Deploying ICT: Engagement vs Enhancement



Engaging students is often considered an end goal—and it’s certainly a worthy objective to aim for. We would rather learners be involved, focused, and participating than the alternative.


ICT is a successful way to engage students. Most teachers will have noticed that the use of gadgets can increase the interest levels of a class like no other tool. We live in a digital age! However, is ICT always enhancing learning as well as engaging the learners?


This report released in the UK by the Department for Children, Schools and Families had some interesting insight on this topic.





“E” words explained

There is a significant difference between engagement and enhancement, and it’s something that teachers and kaiako must understand to make the best use of ICT.

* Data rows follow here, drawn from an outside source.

// SPDX-FileCopyrightText: 2026 Pollgate Contributors
// SPDX-License-Identifier: MIT OR Apache-2.0

//! Gateway HTTP server built on axum.
//!
//! Sets up routes, middleware, and shared state for the gateway.

use std::time::Instant;

use axum::{
    Router, middleware as axum_middleware,
    routing::{get, post},
};
use pollgate_cache::RecordService;
use pollgate_config::GatewayConfig;
use pollgate_core::PollgateError;
use tokio_util::sync::CancellationToken;
use tower_http::trace::TraceLayer;

use crate::auth::{AuthConfig, auth_middleware};
use crate::handlers;

/// Health state for the unauthenticated health endpoint.
#[derive(Clone)]
pub struct HealthState {
    /// Process start time for uptime calculation.
    pub start_time: Instant,
}

/// Shared state for axum request handlers.
#[derive(Clone)]
pub struct GatewayState {
    /// Read/write path for records.
    pub service: RecordService,
    /// Authentication configuration.
    pub auth: AuthConfig,
    /// Health state for unauthenticated endpoints.
    pub health: HealthState,
}

impl GatewayState {
    pub fn new(service: RecordService, api_key: Option<String>) -> Self {
        Self {
            service,
            auth: AuthConfig { api_key },
            health: HealthState {
                start_time: Instant::now(),
            },
        }
    }
}

/// Builds the gateway router.
///
/// - GET /health (public)
/// - POST /v1/ (with auth)
/// - GET /v1/{id} (with auth)
pub fn router(state: GatewayState) -> Router {
    let public_routes = Router::new()
        .route("/health", get(handlers::get_public_health))
        .with_state(state.health.clone());

    let api_routes = Router::new()
        .route("/v1/", post(handlers::post_request))
        .route("/v1/{id}", get(handlers::get_request))
        .route_layer(axum_middleware::from_fn_with_state(
            state.auth.clone(),
            auth_middleware,
        ))
        .with_state(state);

    Router::new()
        .merge(public_routes)
        .merge(api_routes)
        .layer(TraceLayer::new_for_http())
}

/// Binds to `host:port` and serves the gateway until `shutdown` fires.
pub async fn start_server(
    config: &GatewayConfig,
    state: GatewayState,
    shutdown: CancellationToken,
) -> Result<(), PollgateError> {
    if state.auth.api_key.as_deref().is_none_or(str::is_empty) {
        tracing::warn!("gateway.api_key is not set, every API request will be rejected");
    }

    let app = router(state);

    let addr = format!("{}:{}", config.host, config.port);
    let listener = tokio::net::TcpListener::bind(&addr)
        .await
        .map_err(|e| PollgateError::Transport {
            message: format!("failed to bind gateway to {addr}: {e}"),
            source: Some(Box::new(e)),
        })?;

    tracing::info!("gateway listening on {addr}");

    axum::serve(listener, app)
        .with_graceful_shutdown(async move { shutdown.cancelled().await })
        .await
        .map_err(|e| PollgateError::Transport {
            message: format!("gateway server error: {e}"),
            source: Some(Box::new(e)),
        })?;

    tracing::info!("gateway stopped");
    Ok(())
}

Something which is engaging captivates attention; it keeps the focus of the learner and will entertain and interest them for longer. Engagement is a good place to start in any classroom, physical or digital—if you are engaged and therefore paying attention, you are much more likely to learn. ICT, the UK report posits, is “almost always” engaging:


“In almost all cases the pupils were clearly motivated and stimulated by the ICT approach they were demonstrating. In fewer than one in thirty of the activities demonstrated was the ICT a ‘distraction’ to learning and, as such, made little or no contribution to the achievement of the learning objectives in the core subject.”


Enhancement will result in deeper learning. It not only keeps the learner interested but adds to their understanding and their knowledge; it extends their experience and results in better learning outcomes. The good news is that ICT can also enhance learning, although the gap between engaging and enhancing is not always bridged:


“In some cases the use of ICT achieved high levels of engagement but little beyond that; the learning objectives were achieved but the use of ICT, in itself, did not lead to deeper learning. In about two-thirds of the activities the use of ICT provided opportunities to enhance the learning in ways that other teaching strategies probably would not have been able to do. As a consequence deeper learning was achieved.”



Achieving enhancement

The fact that ICT is engaging in “almost all” instances is encouraging. As mentioned earlier, engagement is an excellent place to start! For kaiako to be at their most effective when deploying ICT tools, however, it’s important to understand the difference between engagement and enhancement and know how to advance from the former to the latter.


According to the UK report, it’s not always a matter of choosing the right tools, although this is a significant factor. The most important aspect of enhancement was how the ICT was deployed.


The distinction between ‘engagement’ and ‘enhancement’ activities was often partly a consequence of the type of ICT resource being used. However, what was more important was how the ICT resource was being employed by the teacher.


It’s not what you’ve got but how you use it. Software and digital platforms in themselves are an extremely useful resource for kaiako, but good news: our jobs and expertise are still crucial to learning!


This, of course, begs the next question.


How do we enhance learning with ICT?


The UK report offers some examples of activities involving prudent, effective use of ICT which can deepen learning. Straight from the document, these are:


  • The use of digital cameras to create ‘photo-stories’, overlaid with pupils’ own text and sound effects or voice recordings to capture an event, for example.

  • The use of the internet to research information, such as archive footage.

  • The analysis of the way information is presented in a range of websites on a similar topic to detect bias.

  • The use of short films and animations to support visual literacy, for example, analysing the way the film techniques support the narrative process.

  • The use of podcasts to support speaking and listening through recount and recreation of real or imagined events.

  • Analysis and production of TV advertisements using multimedia approaches to support persuasive language.

  • The use of MS Word to compose and edit writing on screen. (Or, in our more modern context, the use of Word Online, OneNote and Google Docs! With new tools we can even edit and write collaboratively—or articulate thinking using audio or video thanks to apps like FlipGrid.)



What ties these activities together? Students creating, reflecting, discussing, finding patterns, manipulating, investing, and exploring. In short, the higher-order thinking activities that we already know are effective for enhancing learning and developing students' conceptual understanding.





The takeaway

We know that engagement is valuable—and that ICT makes engagement easy. From this foundation, educators must continue to work towards enhancement. By combining the investigative, analytical, and creative activities that involve higher-order thinking with the amazing tool that is ICT, it’s possible to enhance learning and improve outcomes. And that’s why we do this job!